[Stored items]
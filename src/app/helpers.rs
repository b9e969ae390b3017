//! Helper functions shared by the command handlers.

use std::sync::{Arc, Mutex};

use super::events::UserEvent;
use super::proxy::EventProxy;
use super::state::AppState;
use super::view_model::generate_ui_state;

/// Locks the `AppState`, applies a mutation, and pushes a fresh
/// `StateUpdate` to the UI. Keeps the handlers free of lock/notify
/// boilerplate.
pub fn with_state_and_notify<F, P: EventProxy>(
    state: &Arc<Mutex<AppState>>,
    proxy: &P,
    update_fn: F,
) where
    F: FnOnce(&mut AppState),
{
    let mut state_guard = state
        .lock()
        .expect("Mutex was poisoned. This should not happen.");

    update_fn(&mut state_guard);

    let ui_state = generate_ui_state(&state_guard);
    proxy.send_event(UserEvent::StateUpdate(Box::new(ui_state)));
}
//! The application layer: IPC dispatch, state, and event plumbing.

pub mod commands;
pub mod events;
pub mod file_dialog;
pub mod helpers;
pub mod hover;
pub mod proxy;
pub mod state;
pub mod view_model;

use std::sync::{Arc, Mutex};

use serde::Serialize;
use wry::WebView;

use events::{IpcMessage, UserEvent};
use file_dialog::DialogService;
use proxy::EventProxy;
use state::AppState;

use crate::core::ClipboardService;

/// Parses a raw IPC string from the webview and dispatches it to the
/// matching command handler. Unknown commands are logged and dropped.
pub fn handle_ipc_message<P: EventProxy>(
    message: String,
    dialog: Arc<dyn DialogService>,
    clipboard: Arc<dyn ClipboardService>,
    proxy: P,
    state: Arc<Mutex<AppState>>,
) {
    let message: IpcMessage = match serde_json::from_str(&message) {
        Ok(message) => message,
        Err(e) => {
            tracing::warn!("Failed to parse IPC message: {}", e);
            return;
        }
    };
    tracing::debug!(command = %message.command, "IPC message received");

    match message.command.as_str() {
        "initialize" => commands::initialize(proxy, state),
        "createProject" => commands::create_project(message.payload, &*dialog, proxy, state),
        "deleteProject" => commands::delete_project(message.payload, proxy, state),
        "switchProject" => commands::switch_project(message.payload, proxy, state),
        "updatePromptGuide" => commands::update_prompt_guide(message.payload, proxy, state),
        "addSelection" => commands::add_selection(message.payload, proxy, state),
        "updateSelectionFilters" => {
            commands::update_selection_filters(message.payload, proxy, state)
        }
        "removeSelection" => commands::remove_selection(message.payload, proxy, state),
        "addCategory" => commands::add_category(message.payload, proxy, state),
        "removeCategory" => commands::remove_category(message.payload, proxy, state),
        "setSelectionCategories" => {
            commands::set_selection_categories(message.payload, proxy, state)
        }
        "setExportCategory" => commands::set_export_category(message.payload, proxy, state),
        "loadFilePreview" => commands::load_file_preview(message.payload, proxy, state),
        "listDirectory" => commands::list_directory(message.payload, proxy),
        "dropContext" => commands::drop_context(proxy, state, &*clipboard),
        "collapseToHover" => commands::collapse_to_hover(proxy, state),
        "expandFromHover" => commands::expand_from_hover(proxy, state),
        other => tracing::warn!("Unknown IPC command: {}", other),
    }
}

fn call_js<T: Serialize>(webview: &WebView, function: &str, payload: &T) {
    match serde_json::to_string(payload) {
        Ok(json) => {
            if let Err(e) = webview.evaluate_script(&format!("window.{function}({json})")) {
                tracing::warn!("Failed to evaluate script for {}: {}", function, e);
            }
        }
        Err(e) => tracing::warn!("Failed to serialize payload for {}: {}", function, e),
    }
}

/// Applies a backend event to the main webview by calling the matching
/// `window.*` function. Window show/hide on mode changes is the event
/// loop's job; here only the frontend is informed.
pub fn handle_user_event(event: UserEvent, webview: &WebView) {
    match event {
        UserEvent::StateUpdate(ui_state) => call_js(webview, "updateUiState", &ui_state),
        UserEvent::ShowFilePreview { path, content } => call_js(
            webview,
            "showFilePreview",
            &serde_json::json!({ "path": path, "content": content }),
        ),
        UserEvent::ExportComplete(report) => call_js(webview, "exportComplete", &report),
        UserEvent::DirectoryListing { path, entries } => call_js(
            webview,
            "showDirectoryListing",
            &serde_json::json!({ "path": path, "entries": entries }),
        ),
        UserEvent::Notice(text) => call_js(webview, "showNotice", &text),
        UserEvent::ShowError(text) => call_js(webview, "showError", &text),
        UserEvent::UiModeChanged(mode) => call_js(webview, "setUiMode", &mode.as_str()),
    }
}
//! Writes the context artifact to disk and the prompt to the clipboard.

use std::fs;
use std::path::{Path, PathBuf};

use serde::Serialize;
use tracing::{error, info};

use crate::core::assembler::AssembledContext;

/// Abstraction over the system clipboard so the export pipeline can be
/// exercised in headless tests.
pub trait ClipboardService: Send + Sync {
    fn set_text(&self, text: &str) -> anyhow::Result<()>;
}

/// The real clipboard, via `arboard`. A fresh handle per call; the app
/// exports rarely enough that holding one open buys nothing.
pub struct SystemClipboard;

impl ClipboardService for SystemClipboard {
    fn set_text(&self, text: &str) -> anyhow::Result<()> {
        let mut clipboard = arboard::Clipboard::new()?;
        clipboard.set_text(text.to_string())?;
        Ok(())
    }
}

/// Outcome of one export, sent to the frontend as-is.
#[derive(Debug, Clone, Serialize)]
#[serde(rename_all = "camelCase")]
pub struct ExportReport {
    pub output_path: PathBuf,
    pub files_exported: usize,
    pub file_written: bool,
    pub clipboard_copied: bool,
    pub warnings: Vec<String>,
    pub file_error: Option<String>,
    pub clipboard_error: Option<String>,
}

impl ExportReport {
    pub fn succeeded(&self) -> bool {
        self.file_written && self.clipboard_copied
    }
}

/// Writes `assembled` to `<root>/<context_filename>` (overwriting) and
/// copies `prompt_guide` to the clipboard.
///
/// The two halves are independent: a failed write never blocks the
/// clipboard copy and vice versa. Failures land in the report, they are
/// not returned as errors.
pub fn export(
    root: &Path,
    context_filename: &str,
    prompt_guide: &str,
    assembled: &AssembledContext,
    clipboard: &dyn ClipboardService,
) -> ExportReport {
    let output_path = root.join(context_filename);

    let file_error = match fs::write(&output_path, &assembled.text) {
        Ok(()) => {
            info!(
                path = %output_path.display(),
                files = assembled.file_count,
                "context file written"
            );
            None
        }
        Err(e) => {
            error!(path = %output_path.display(), error = %e, "failed to write context file");
            Some(e.to_string())
        }
    };

    let clipboard_error = match clipboard.set_text(prompt_guide) {
        Ok(()) => None,
        Err(e) => {
            error!(error = %e, "failed to copy prompt guide to clipboard");
            Some(e.to_string())
        }
    };

    ExportReport {
        output_path,
        files_exported: assembled.file_count,
        file_written: file_error.is_none(),
        clipboard_copied: clipboard_error.is_none(),
        warnings: assembled.warnings.clone(),
        file_error,
        clipboard_error,
    }
}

§ Work required:
From the records above, report the number of lines that hold the string "ExportReport" and add nothing.

§ Answer space:
4